◆ **Instructions for the task**: Scan the material for the word "None" and return every matching line.
:::
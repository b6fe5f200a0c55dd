use thiserror::Error;

use crate::schema::SchemaError;

#[derive(Debug, Error)]
pub enum StoreError {
    #[error("SQLite error: {0}")]
    Sqlite(#[from] rusqlite::Error),

    #[error("I/O error: {0}")]
    Io(#[from] std::io::Error),

    #[error(transparent)]
    Schema(#[from] SchemaError),

    #[error("Invalid stored document '{key}': {source}")]
    Json {
        key: String,
        #[source]
        source: serde_json::Error,
    },

    #[error("Store lock poisoned")]
    Poisoned,
}

impl StoreError {
    pub fn json(key: impl Into<String>, source: serde_json::Error) -> Self {
        Self::Json {
            key: key.into(),
            source,
        }
    }
}
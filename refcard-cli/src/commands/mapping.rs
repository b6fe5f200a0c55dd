use std::path::Path;
use std::sync::Arc;

use owo_colors::OwoColorize;
use owo_colors::Stream::Stdout;

use refcard_mapping::{DEFAULT_PROFILE_KEY, MappedField, MappingEngine};
use refcard_store::{MappingStore, SqliteStore};

use crate::CliError;

pub(crate) fn run_mapping_list(store: &SqliteStore) -> Result<(), CliError> {
    let keys = store
        .list_mappings()
        .map_err(|e| CliError::database(format!("Failed to list mappings: {}", e)))?;
    if keys.is_empty() {
        log::info!("No mappings saved.");
        log::info!(
            "Run 'refcard mapping set {} --fields ...' to create one.",
            DEFAULT_PROFILE_KEY
        );
        return Ok(());
    }
    for key in keys {
        log::info!("  {}", key.if_supports_color(Stdout, |t| t.bold()));
    }
    Ok(())
}

pub(crate) fn run_mapping_show(store: &SqliteStore, key: Option<&str>) -> Result<(), CliError> {
    let key = key.unwrap_or(DEFAULT_PROFILE_KEY);
    let profile = store
        .load_mapping(key)
        .map_err(|e| CliError::database(format!("Failed to load mapping: {}", e)))?
        .ok_or_else(|| CliError::not_found(format!("mapping '{}'", key)))?;

    log::info!(
        "{} ({} mapped columns, saved {})",
        profile.profile_key.if_supports_color(Stdout, |t| t.bold()),
        profile.mapped_columns(),
        super::format_saved_at(&profile.saved_at),
    );
    crate::log_blank();

    let columns = profile.mapping.len().max(profile.headers.len());
    for i in 0..columns {
        let header = profile.headers.get(i).map_or("", String::as_str);
        let field = profile.field_for(i);
        log::info!(
            "  {:>2}  {:<24} {}",
            i + 1,
            header,
            match field {
                Some(f) => f.if_supports_color(Stdout, |t| t.cyan()).to_string(),
                None => "(ignored)".if_supports_color(Stdout, |t| t.dimmed()).to_string(),
            },
        );
    }
    Ok(())
}

/// Save `fields` as the mapping for `key`, recording the header row of the
/// sample file when one is given.
pub(crate) fn run_mapping_set(
    store: Arc<SqliteStore>,
    key: &str,
    from: Option<&Path>,
    fields: Vec<String>,
) -> Result<(), CliError> {
    let engine = MappingEngine::new(store);

    let headers = match from {
        Some(path) => {
            let shape = engine.inspect(&std::fs::read_to_string(path)?);
            if shape.column_count != fields.len() {
                log::warn!(
                    "{} has {} columns but {} fields were given",
                    path.display(),
                    shape.column_count,
                    fields.len()
                );
            }
            shape.headers.unwrap_or_default()
        }
        None => Vec::new(),
    };

    let profile = engine
        .save_mapping(key, headers, fields)
        .map_err(|e| CliError::mapping(e.to_string()))?;
    log::info!(
        "Saved mapping '{}' ({} of {} columns mapped)",
        profile.profile_key,
        profile.mapped_columns(),
        profile.mapping.len()
    );
    if profile.profile_key != DEFAULT_PROFILE_KEY {
        log::info!(
            "Import with: refcard import <FILE> --parser {}",
            refcard_lib::saved_mapping_key(&profile.profile_key)
        );
    }
    Ok(())
}

pub(crate) fn run_mapping_fields() {
    log::info!(
        "{}",
        "Fields a column can map to:".if_supports_color(Stdout, |t| t.bold())
    );
    for field in MappedField::ALL {
        log::info!("  {}", field.as_str());
    }
}
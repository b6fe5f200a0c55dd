//! [`KeyValueStore`] over a single SQLite table.

use std::path::Path;
use std::sync::{Mutex, MutexGuard};

use rusqlite::{Connection, params};

use crate::error::StoreError;
use crate::kv::KeyValueStore;
use crate::schema;

/// Blob store persisted in a SQLite database file.
pub struct SqliteStore {
    conn: Mutex<Connection>,
}

impl SqliteStore {
    /// Open or create the database at `path`.
    pub fn open(path: &Path) -> Result<Self, StoreError> {
        if let Some(parent) = path.parent().filter(|p| !p.as_os_str().is_empty()) {
            if !parent.exists() {
                std::fs::create_dir_all(parent)?;
            }
        }
        let conn = schema::open_database(path)?;
        Ok(Self::from_connection(conn))
    }

    /// In-memory database with the full schema.
    pub fn open_memory() -> Result<Self, StoreError> {
        Ok(Self::from_connection(schema::open_memory()?))
    }

    pub fn from_connection(conn: Connection) -> Self {
        Self {
            conn: Mutex::new(conn),
        }
    }

    fn conn(&self) -> Result<MutexGuard<'_, Connection>, StoreError> {
        self.conn.lock().map_err(|_| StoreError::Poisoned)
    }
}

impl KeyValueStore for SqliteStore {
    fn get(&self, key: &str) -> Result<Option<String>, StoreError> {
        let conn = self.conn()?;
        let result = conn.query_row("SELECT value FROM blobs WHERE key = ?1", [key], |row| {
            row.get::<_, String>(0)
        });
        match result {
            Ok(value) => Ok(Some(value)),
            Err(rusqlite::Error::QueryReturnedNoRows) => Ok(None),
            Err(e) => Err(e.into()),
        }
    }

    fn put(&self, key: &str, value: &str) -> Result<(), StoreError> {
        self.conn()?.execute(
            "INSERT INTO blobs (key, value, updated_at)
             VALUES (?1, ?2, datetime('now'))
             ON CONFLICT(key) DO UPDATE SET
                 value = excluded.value,
                 updated_at = excluded.updated_at",
            params![key, value],
        )?;
        Ok(())
    }

    fn remove(&self, key: &str) -> Result<bool, StoreError> {
        let changed = self
            .conn()?
            .execute("DELETE FROM blobs WHERE key = ?1", [key])?;
        Ok(changed > 0)
    }

    fn keys(&self, prefix: &str) -> Result<Vec<String>, StoreError> {
        let conn = self.conn()?;
        let mut stmt = conn.prepare("SELECT key FROM blobs ORDER BY key")?;
        let rows = stmt.query_map([], |row| row.get::<_, String>(0))?;
        let mut keys = Vec::new();
        for key in rows {
            let key = key?;
            if key.starts_with(prefix) {
                keys.push(key);
            }
        }
        Ok(keys)
    }
}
:::
◆ **Written solution**:
                None => "(ignored)".if_supports_color(Stdout, |t| t.dimmed()).to_string(),
        None => Vec::new(),
            Err(rusqlite::Error::QueryReturnedNoRows) => Ok(None),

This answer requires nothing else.